::: Data for review
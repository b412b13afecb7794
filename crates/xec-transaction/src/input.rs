//! Transaction input referencing a previous output.
//!
//! Contains the source transaction ID, output index, unlocking script,
//! sequence number, and an optional copy of the output being spent.
//! Provides binary serialization/deserialization following the wire format.

use xec_primitives::util::{ByteReader, ByteWriter, VarInt};
use xec_script::Script;

use crate::output::TransactionOutput;
use crate::TransactionError;

/// Default sequence number indicating a finalized input (no relative lock-time).
pub const DEFAULT_SEQUENCE_NUMBER: u32 = 0xFFFF_FFFF;

/// A single input in a transaction.
///
/// Each input references an output from a previous transaction by its
/// transaction ID (`source_txid`) and output index (`source_tx_out_index`).
/// The `unlocking_script` (scriptSig) supplies the data required to satisfy
/// the referenced output's locking script; it is empty while unsigned.
///
/// The spent output itself can be attached with `set_source_output`. It is
/// local metadata only: it is not serialized and does not take part in
/// equality.
///
/// # Wire format
///
/// | Field              | Size             |
/// |--------------------|------------------|
/// | source_txid        | 32 bytes (LE)    |
/// | source_tx_out_index| 4 bytes (LE)     |
/// | script length      | VarInt           |
/// | unlocking_script   | variable         |
/// | sequence_number    | 4 bytes (LE)     |
#[derive(Clone, Debug)]
pub struct TransactionInput {
    /// The 32-byte transaction ID of the output being spent, in internal
    /// (little-endian) byte order.
    pub source_txid: [u8; 32],

    /// Index of the output within the source transaction.
    pub source_tx_out_index: u32,

    /// Sequence number. Defaults to `0xFFFFFFFF` (finalized).
    pub sequence_number: u32,

    /// The unlocking script (scriptSig). Empty when the input is unsigned.
    pub unlocking_script: Script,

    source_output: Option<TransactionOutput>,
}

impl TransactionInput {
    /// Create a new `TransactionInput` with default values.
    ///
    /// The source txid is zeroed, output index is 0, sequence is finalized,
    /// and the unlocking script is empty.
    pub fn new() -> Self {
        TransactionInput {
            source_txid: [0u8; 32],
            source_tx_out_index: 0,
            sequence_number: DEFAULT_SEQUENCE_NUMBER,
            unlocking_script: Script::new(),
            source_output: None,
        }
    }

    /// Create an unsigned input spending output `vout` of `txid`.
    ///
    /// # Arguments
    /// * `txid` - Source transaction id in internal byte order.
    /// * `vout` - Output index being spent.
    pub fn from_outpoint(txid: [u8; 32], vout: u32) -> Self {
        TransactionInput {
            source_txid: txid,
            source_tx_out_index: vout,
            ..Self::new()
        }
    }

    /// Deserialize a `TransactionInput` from a `ByteReader`.
    ///
    /// Reads the wire format: 32-byte txid, 4-byte output index,
    /// varint-prefixed unlocking script, and 4-byte sequence number.
    ///
    /// # Arguments
    /// * `reader` - The reader positioned at the start of an encoded input.
    ///
    /// # Returns
    /// `Ok(TransactionInput)` on success, or a `TransactionError` if the
    /// data is truncated or malformed.
    pub fn read_from(reader: &mut ByteReader) -> Result<Self, TransactionError> {
        let source_txid = reader
            .read_array::<32>()
            .map_err(TransactionError::reading("source txid"))?;

        let source_tx_out_index = reader
            .read_u32_le()
            .map_err(TransactionError::reading("output index"))?;

        let script_bytes = reader
            .read_var_bytes()
            .map_err(TransactionError::reading("unlocking script"))?;

        let sequence_number = reader
            .read_u32_le()
            .map_err(TransactionError::reading("sequence number"))?;

        Ok(TransactionInput {
            source_txid,
            source_tx_out_index,
            sequence_number,
            unlocking_script: Script::from_bytes(script_bytes),
            source_output: None,
        })
    }

    /// Serialize this `TransactionInput` into a `ByteWriter`.
    ///
    /// # Arguments
    /// * `writer` - The writer to append serialized bytes to.
    pub fn write_to(&self, writer: &mut ByteWriter) {
        writer.write_bytes(&self.source_txid);
        writer.write_u32_le(self.source_tx_out_index);
        let script_bytes = self.unlocking_script.to_bytes();
        writer.write_varint(VarInt::from(script_bytes.len()));
        writer.write_bytes(script_bytes);
        writer.write_u32_le(self.sequence_number);
    }

    /// Whether the input carries no unlocking script yet.
    pub fn is_unsigned(&self) -> bool {
        self.unlocking_script.is_empty()
    }

    /// Set a direct source output on this input.
    ///
    /// This provides the satoshi value and locking script of the output
    /// being spent, without needing the full source transaction.
    ///
    /// # Arguments
    /// * `output` - The source output, or `None` to clear.
    pub fn set_source_output(&mut self, output: Option<TransactionOutput>) {
        self.source_output = output;
    }

    /// Look up the source transaction output, if attached.
    pub fn source_tx_output(&self) -> Option<&TransactionOutput> {
        self.source_output.as_ref()
    }
}

impl Default for TransactionInput {
    fn default() -> Self {
        Self::new()
    }
}

impl PartialEq for TransactionInput {
    fn eq(&self, other: &Self) -> bool {
        self.source_txid == other.source_txid
            && self.source_tx_out_index == other.source_tx_out_index
            && self.sequence_number == other.sequence_number
            && self.unlocking_script == other.unlocking_script
    }
}

impl Eq for TransactionInput {}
::::::
Your task >>
Please output the lines of the listing above that fall in the stretch from the one with "use xec_script::Script;" through the one with "32 bytes (LE)", exactly and only those.

Answer box >>
use xec_script::Script;

use crate::output::TransactionOutput;
use crate::TransactionError;

/// Default sequence number indicating a finalized input (no relative lock-time).
pub const DEFAULT_SEQUENCE_NUMBER: u32 = 0xFFFF_FFFF;

/// A single input in a transaction.
///
/// Each input references an output from a previous transaction by its
/// transaction ID (`source_txid`) and output index (`source_tx_out_index`).
/// The `unlocking_script` (scriptSig) supplies the data required to satisfy
/// the referenced output's locking script; it is empty while unsigned.
///
/// The spent output itself can be attached with `set_source_output`. It is
/// local metadata only: it is not serialized and does not take part in
/// equality.
///
/// # Wire format
///
/// | Field              | Size             |
/// |--------------------|------------------|
/// | source_txid        | 32 bytes (LE)    |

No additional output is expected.